Ribosomal binding factor A (RbfA) and YjeQ, ribosome small subunit-dependent GTPase A (RsgA) are two important ribosome assembly factors among many factors involved in maturation of 30S ribosomal subunit. They exhibit a functional interplay, both at the genetic and molecular levels during the maturation of 30S ribosomal subunit. Recently, an abnormal ribosome profile with low ratios of 70S ribosomes to the 50S and 30S subunits was observed in ΔYjeQ cells as compared to wild type. This results in the death of ΔYjeQ cells due to improper ribosomal maturation. In order to overcome this effect, the bound RbfA should be released from 30S subunit complex upon ΔYjeQ binding. Surprisingly, the cells that are rescued from death are known to have point mutations at six positions in RbfA. These mutant versions of RbfA were speculated to show poor binding to ribosome. In the present study, we explain the possible role of the mutations in RbfA through in silico modeling and docking. Our results indicate that the mutations play a major role in gain of new function by the RbfA compared to the wild type RbfA protein. These findings further suggest that the point mutations weaken the efficiency of interaction of RbfA with 30S subunit thereby aiding in its release after the completion of the function.

RbfA; YjeQ; Ribosome; Ribosome biogenesis; Point mutation

Gunasekhar B, Malik SC (2018) Understanding the Role of Point Mutations in Rbfa of Escherichia coli: Insights from In silico Modeling and Docking Studies. JSM Cell Dev Biol 6(1): 1025.

Rbfa: Ribosomal Binding Factor A; Gtpase: Guanosine Triphosphate Hydrolase; Rsga: Ribosome Small Subunit Dependent Gtpase A (Yjeq); Rimm: Ribosome Maturation Protein; MSA: Multiple Sequence Alignment; R: Arginine; H: Histidine; P: Proline; L: Lysine; G: Glycine; D: Aspartic Acid; E: Glutamic Acid; RNA: Ribonucleic Acid; Rrna: Ribosomal RNA.

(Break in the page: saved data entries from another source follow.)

//! Sync document read from a local JSON or YAML file.
//!
//! The file is read once at `init` and then polled. A revision is dispatched
//! only when the file's bytes differ from the last read; a file that fails to
//! parse is logged and skipped until it changes again.

use async_trait::async_trait;
use parking_lot::{Mutex, RwLock};
use regsync_core::{fixed_delay, ConfigListener, ConfigProvider, SyncError, SyncResult, WorkerHandle};
use regsync_types::{defaults, duration::parse_interval, SyncDocument};
use std::collections::BTreeMap;
use std::io;
use std::path::{Path, PathBuf};
use std::sync::Arc;
use std::time::Duration;
use tokio_util::sync::CancellationToken;
use tracing::{debug, error, info, warn};

pub const PROVIDER_NAME: &str = "file";

/// Path of the watched document (required).
pub const OPTION_WATCH_FILE: &str = "watch_file";

/// Poll period, e.g. `30s` (optional).
pub const OPTION_INTERVAL: &str = "interval";

#[derive(Default)]
struct FileState {
    content: Mutex<Option<Vec<u8>>>,
    document: RwLock<Option<SyncDocument>>,
    listeners: RwLock<Vec<Arc<dyn ConfigListener>>>,
}

impl FileState {
    /// Reads the file and stores a new revision if its bytes changed.
    ///
    /// Returns the revision to dispatch, if any.
    async fn refresh(&self, path: &Path) -> Option<SyncDocument> {
        let bytes = match tokio::fs::read(path).await {
            Ok(bytes) => bytes,
            Err(e) if e.kind() == io::ErrorKind::NotFound => {
                debug!(path = %path.display(), "watched config file does not exist");
                return None;
            }
            Err(e) => {
                warn!(path = %path.display(), error = %e, "failed to read watched config file");
                return None;
            }
        };

        {
            let mut content = self.content.lock();
            if content.as_deref() == Some(bytes.as_slice()) {
                return None;
            }
            *content = Some(bytes.clone());
        }

        match SyncDocument::from_path_bytes(&path.to_string_lossy(), &bytes) {
            Ok(document) => {
                *self.document.write() = Some(document.clone());
                Some(document)
            }
            Err(e) => {
                error!(path = %path.display(), error = %e, "watched config file is invalid, ignoring");
                None
            }
        }
    }

    async fn dispatch(&self, document: &SyncDocument) {
        let listeners = self.listeners.read().clone();
        for listener in listeners {
            if let Err(e) = listener.on_change(document).await {
                warn!(error = %e, "config listener failed");
            }
        }
    }
}

pub struct FileConfigProvider {
    path: PathBuf,
    interval: Duration,
    state: Arc<FileState>,
    poller: Mutex<Option<WorkerHandle>>,
    root: CancellationToken,
}

impl FileConfigProvider {
    pub fn new() -> Self {
        Self {
            path: PathBuf::new(),
            interval: Duration::from_millis(defaults::FILE_POLL_INTERVAL_MS),
            state: Arc::default(),
            poller: Mutex::new(None),
            root: CancellationToken::new(),
        }
    }

    pub fn path(&self) -> &Path {
        &self.path
    }

    pub fn interval(&self) -> Duration {
        self.interval
    }
}

impl Default for FileConfigProvider {
    fn default() -> Self {
        Self::new()
    }
}

#[async_trait]
impl ConfigProvider for FileConfigProvider {
    fn name(&self) -> &str {
        PROVIDER_NAME
    }

    async fn init(&mut self, options: &BTreeMap<String, String>) -> SyncResult<()> {
        let path = options
            .get(OPTION_WATCH_FILE)
            .map(|p| p.trim())
            .filter(|p| !p.is_empty())
            .ok_or_else(|| {
                SyncError::invalid_config(
                    format!("provider.options.{}", OPTION_WATCH_FILE),
                    "path of the watched file is required",
                )
            })?;
        self.path = PathBuf::from(path);
        self.interval = parse_interval(
            options.get(OPTION_INTERVAL).map(String::as_str),
            defaults::FILE_POLL_INTERVAL_MS,
        );

        if self.state.refresh(&self.path).await.is_none() {
            warn!(path = %self.path.display(), "no config read from watched file at startup");
        }

        let state = Arc::clone(&self.state);
        let path = self.path.clone();
        let interval = self.interval;
        let handle = WorkerHandle::spawn(&self.root, move |token| {
            fixed_delay(
                "file provider poll".to_string(),
                interval,
                interval,
                token,
                move || {
                    let state = Arc::clone(&state);
                    let path = path.clone();
                    async move {
                        if let Some(document) = state.refresh(&path).await {
                            info!(path = %path.display(), "watched config file changed");
                            state.dispatch(&document).await;
                        }
                    }
                },
            )
        });
        *self.poller.lock() = Some(handle);

        info!(
            path = %self.path.display(),
            interval_ms = self.interval.as_millis() as u64,
            "file config provider started"
        );
        Ok(())
    }

    fn add_listener(&self, listener: Arc<dyn ConfigListener>) {
        self.state.listeners.write().push(listener);
    }

    fn get_config(&self) -> Option<SyncDocument> {
        self.state.document.read().clone()
    }

    async fn close(&self) {
        let poller = self.poller.lock().take();
        if let Some(handle) = poller {
            handle.shutdown().await;
        }
        self.root.cancel();
    }
}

The ribosome biogenesis can happen in cytoplasm [1] as well as nucleolus [2]. The former takes place in prokaryotes [1], while the later in eukaryotes [2-4], although eukaryotes can have cytoplasmic ribosome biogenesis. It is the process of making ribosomes which is necessary for cell growth and proliferation [5], where they play a key role in translation. During ribosome biogenesis several assembly factors and binding proteins associate to regulate the process [4]. At the same time, release of assembly factors is vital for the maturation of ribosomal subunits [3].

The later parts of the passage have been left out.